Allcargo stock has more than doubled, outperforming the BSE 500 index, so far this fiscal year
Logistics companies have found favour with investors this year, who expect the sector to benefit from the introduction of the Goods and Services Tax (GST) and a boom in the e-commerce industry. In keeping with the trend, shares of Allcargo Logistics Ltd have also run up. So far this fiscal year, the Allcargo stock has more than doubled, outperforming the BSE 500 index. Its share has risen by 216% till date, compared with a 27% increase in the BSE 500 index. The company derives its revenue from three main sources: multi-modal transport operations (MTO), container freight stations (CFS) operations and project and engineering solutions.
Allcargo’s MTO segment performed well so far this year (39% year-on-year revenue growth for the half-year ended September) providing a boost to the company’s overall consolidated numbers.
The MTO business contributed 84% of the company’s revenue. “Volumes have improved for the MTO segment in H1FY15 at around 210,000 twenty-foot equivalent unit (+41% YoY) primarily due to consolidation of the new acquisitions as well as improvement in trade,” said a note from Kotak Securities Ltd on 30 December. Of course, what is more consequential is whether the strong growth can be sustained in the coming quarters as well.

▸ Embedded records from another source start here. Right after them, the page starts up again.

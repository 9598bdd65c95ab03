//! HTTP transport and the rate-limited JSON fetcher.
//!
//! [`Transport`] is the only place the library touches the network;
//! [`RateLimitedFetcher`] layers the search API's throttling rules on top:
//! HTTP 429 and network failures are retried with exponential backoff, a
//! quota-exhaustion body fails at once, anything else non-2xx fails at once.

use crate::config::{Config, RetryPolicy};
use crate::error::{PortfolioError, Result};
use futures::future::BoxFuture;
use std::sync::Arc;
use std::time::Duration;
use tracing::{debug, warn};

/// User agent sent with every request
const USER_AGENT: &str = concat!("scholarfolio/", env!("CARGO_PKG_VERSION"));

/// Longest body excerpt kept in error messages
const BODY_EXCERPT_LEN: usize = 200;

/// Status and body of a completed HTTP exchange.
#[derive(Debug, Clone, PartialEq, Eq)]
pub struct HttpResponse {
    pub status: u16,
    pub body: String,
}

impl HttpResponse {
    pub fn is_success(&self) -> bool {
        (200..300).contains(&self.status)
    }
}

/// Issues GET requests.
///
/// Any status code is `Ok`; only a request that produced no response at all
/// is `Err(PortfolioError::Network)`.
pub trait Transport: Send + Sync {
    fn get<'a>(
        &'a self,
        url: &'a str,
        headers: &'a [(&'a str, &'a str)],
    ) -> BoxFuture<'a, Result<HttpResponse>>;
}

impl<T: Transport + ?Sized> Transport for Arc<T> {
    fn get<'a>(
        &'a self,
        url: &'a str,
        headers: &'a [(&'a str, &'a str)],
    ) -> BoxFuture<'a, Result<HttpResponse>> {
        (**self).get(url, headers)
    }
}

/// `reqwest`-backed transport.
#[derive(Debug, Clone)]
pub struct HttpTransport {
    client: reqwest::Client,
}

impl HttpTransport {
    /// Create a transport whose requests time out after `timeout`
    pub fn new(timeout: Duration) -> Result<Self> {
        let client = reqwest::Client::builder()
            .user_agent(USER_AGENT)
            .timeout(timeout)
            .build()
            .map_err(|e| PortfolioError::Config(format!("Failed to build HTTP client: {}", e)))?;

        Ok(Self { client })
    }

    /// Transport configured from `config.timeout`
    pub fn from_config(config: &Config) -> Result<Self> {
        Self::new(config.timeout)
    }
}

impl Transport for HttpTransport {
    fn get<'a>(
        &'a self,
        url: &'a str,
        headers: &'a [(&'a str, &'a str)],
    ) -> BoxFuture<'a, Result<HttpResponse>> {
        Box::pin(async move {
            let mut request = self.client.get(url);
            for (name, value) in headers {
                request = request.header(*name, *value);
            }

            let response = request
                .send()
                .await
                .map_err(|e| PortfolioError::Network(e.to_string()))?;
            let status = response.status().as_u16();
            let body = response
                .text()
                .await
                .map_err(|e| PortfolioError::Network(e.to_string()))?;

            Ok(HttpResponse { status, body })
        })
    }
}

/// One logical API call with backoff on throttling.
pub struct RateLimitedFetcher<T> {
    transport: T,
    policy: RetryPolicy,
    quota_marker: String,
}

impl<T: Transport> RateLimitedFetcher<T> {
    pub fn new(transport: T, policy: RetryPolicy, quota_marker: impl Into<String>) -> Self {
        Self {
            transport,
            policy,
            quota_marker: quota_marker.into(),
        }
    }

    /// Fetcher using the retry policy and quota marker from `config`
    pub fn from_config(transport: T, config: &Config) -> Self {
        Self::new(transport, config.retry, config.quota_marker.clone())
    }

    pub fn transport(&self) -> &T {
        &self.transport
    }

    /// GET `url` and parse the body as JSON.
    ///
    /// Retries 429s and network failures up to `max_attempts` times in total,
    /// sleeping `initial_delay`, then twice that, and so on between attempts.
    /// When the budget is spent the last error is returned.
    pub async fn get_json(&self, url: &str) -> Result<serde_json::Value> {
        let max_attempts = self.policy.max_attempts.max(1);
        let mut last_error = PortfolioError::RateLimited;

        for attempt in 0..max_attempts {
            match self.attempt(url).await {
                Ok(value) => return Ok(value),
                Err(e) if e.is_retryable() => {
                    if attempt + 1 < max_attempts {
                        let delay = self.policy.delay_for(attempt);
                        warn!(
                            attempt = attempt + 1,
                            max_attempts = max_attempts,
                            delay_ms = delay.as_millis() as u64,
                            error = %e,
                            "Retrying after backoff"
                        );
                        tokio::time::sleep(delay).await;
                    }
                    last_error = e;
                }
                Err(e) => return Err(e),
            }
        }

        warn!(attempts = max_attempts, error = %last_error, "Retries exhausted");
        Err(last_error)
    }

    async fn attempt(&self, url: &str) -> Result<serde_json::Value> {
        let response = self.transport.get(url, &[]).await?;
        debug!(status = response.status, bytes = response.body.len(), "Search API response");

        if response.is_success() {
            return Ok(serde_json::from_str(&response.body)?);
        }

        if response.status == 429 {
            return Err(PortfolioError::RateLimited);
        }

        let message = excerpt(&response.body);
        if response.body.contains(&self.quota_marker) {
            return Err(PortfolioError::QuotaExceeded(message));
        }

        Err(PortfolioError::Http {
            status: response.status,
            message,
        })
    }
}

/// First [`BODY_EXCERPT_LEN`] characters of a response body
pub(crate) fn excerpt(body: &str) -> String {
    body.trim().chars().take(BODY_EXCERPT_LEN).collect()
}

Revenue from the CFS business grew at a relatively slower pace of 22%. Thus, Allcargo’s overall consolidated revenue for the half year ending September increased by about 36% on a year-on-year basis, and net profit increased by 39% over the same period last year. Even as revenue and net profit performance has been robust, operating profit margin has declined slightly to 8.5% due to higher costs. A decrease in tax outgo boosted net profit growth. While the industry seems to be in a good place, the sharp appreciation in Allcargo’s shares suggests that investors are already capturing most of the upside in the price. At present, the stock trades at about 16 times its estimated earnings for FY16.
A recovery in global trade as and when it happens should give a further impetus to its performance. Of course, an improvement in margins will be welcome. “We do expect the margins to significantly go up because of the growth in the CFS business and the project equipment business, which is a high margin business. (In the) coming quarters our margins should be getting back to the double digit figures of roughly about 10-11%,” said the company’s executive chairman Shashi Kiran Shetty in an interview to CNBC-TV18 while commenting on the September quarter financial performance.
Investors would do well to keep a tab on progress on that front.